The only ingredient that might not be one that you have is Glutinous Rice flour. This can be found in health food stores, asian supermarkets, or on amazon. Read more below about glutinous rice flour.
Glutinous Rice Flour
Yes, you read that right! Glutinous rice flour is the special ingredient that make these doughnut extra soft and delicious. But don't worry, glutinous does not mean that it contains gluten. While it comes from the same latin meaning (glue) it does not refer to the protein. Glutinous means like glue in texture; sticky, and that is exactly what this flour is like. It's actually the same flour that they use to make mochi in japan. Using a bit of this in the mixture gives a lovely lightness to the doughnuts, and even helps them last a little bit longer.
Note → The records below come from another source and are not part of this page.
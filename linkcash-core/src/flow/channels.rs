use tokio::sync::mpsc;

use super::events::FlowEvent;

/// Buffer of the flow event channel.
///
/// Poll progress is posted with `try_send`; a full buffer only drops
/// progress updates.
pub const DEFAULT_CHANNEL_BUFFER: usize = 64;

pub type FlowEventSender = mpsc::Sender<FlowEvent>;
pub type FlowEventReceiver = mpsc::Receiver<FlowEvent>;

pub fn flow_event_channel() -> (FlowEventSender, FlowEventReceiver) {
    mpsc::channel(DEFAULT_CHANNEL_BUFFER)
}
If you can't get glutinous rice flour, you can substitute is for an extra 30 grams of gluten free flour, but it won't give the exact same texture if you were to use glutinous rice flour. Please note, glutinous rice flour and normal rice flour are not the same thing! They come from different types of rice. Glutinous rice flour is also called sweet rice flour!
The doughnut mould I use for this is a silicon one that can bake 6 medium sized doughnuts at a time. I personally really like using the silicon ones as they are super easy to remove the doughnut from, as well as easy to wash and store. This recipe would also work with a doughnut tin if you don't have the silicon moulds.
Matcha Doughnut Variation
Just for something different, I made half of the batter in the video above into matcha doughnuts. All you need to do for this is mix 1 tbsp of matcha powder with 2 tbsp of hot water and mix until you get a paste, mix in 1 tbsp of milk until it's smooth and then whisk into the batter. To top, I used white chocolate instead of milk chocolate because I've always found white chocolate to be the perfect pair to matcha.
Valentine's Day Variation
To give your doughnuts a romantic spin like the ones above, use 2 tablespoons of cocoa in the dry mixture and continue the recipe on as normal.
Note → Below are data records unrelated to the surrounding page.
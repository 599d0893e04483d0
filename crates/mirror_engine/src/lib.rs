//! Mirror engine: crawl-download-commit pipeline and its IO adapters.
mod config;
mod decode;
mod download;
mod fetch;
mod links;
mod manifest;
mod persist;
mod pipeline;
mod retry;
mod sync;
mod types;
mod walk;

pub use config::{MirrorConfig, DEFAULT_EXTENSIONS};
pub use decode::{decode_listing, DecodedListing};
pub use download::Downloader;
pub use fetch::{FetchSettings, RemoteClient};
pub use links::extract_hrefs;
pub use manifest::{
    generate_manifest, repo_fullname, ManifestError, ManifestSettings, MANIFEST_HEADER,
    UNKNOWN_FULLNAME,
};
pub use persist::{ensure_mirror_dir, AtomicFileWriter, PersistError};
pub use pipeline::{run, RunError};
pub use retry::{Delay, ExponentialBackoff, NoDelay, RetryPolicy};
pub use sync::{flush_batch, CommitStatus, GitCli, SyncAdapter, SyncError};
pub use types::{FailureKind, FetchError};
pub use walk::{CrawlSession, WalkOutcome};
For decoration, I sprinkled dry raspberries over the setting chocolate, and then once the chocolate had set, melted a couple pieces of white chocolate and pink food colouring together and piped on a heart!
I N G R E D I E N T S
120 grams gluten free flour
40 grams glutinous rice flour
60 grams caster sugar
2 tsp baking powder
40ml vegetable oil (+1 Tbsp for greasing)
150 grams of chocolate
M E T H O D
Preheat oven to 200° Celsius, bake. Grease the doughnut moulds with vegetable oil.
In a bowl, combine the gluten free flour, sweet rice flour, caster sugar and baking powder and mix until combined.
In a large bowl, whisk the milk, eggs, and vegetable oil together until combined.
Pour in the dry mixture and whisk again until there are no lumps. The consistency would be about the same as pancake batter, but try not to over mix!
Pour the mixture into the doughnut moulds. This mixture should be enough for 12 medium doughnuts, so if you are using a mould with 6 doughnut holes, split half the batter across the first 6 and leave the rest for a second batch.
Bake in the oven for about 12-15 minutes. The doughnuts should have risen nicely and be a beautiful golden colour. If's better to cook these longer than take them out too soon as they might deflate.
Remove them from the oven and let them cool slightly before turning them out onto a cooling rack.
Melt half the chocolate in a glass bowl over a pot of boiling water, take off the heat and stir in the other half until all melted.
Dip one side of the doughnuts into the melted chocolate.
Sprinkle immediately and then leave them out to set.
Doughnuts are best eaten within a 2 days. Keep in a sealed container.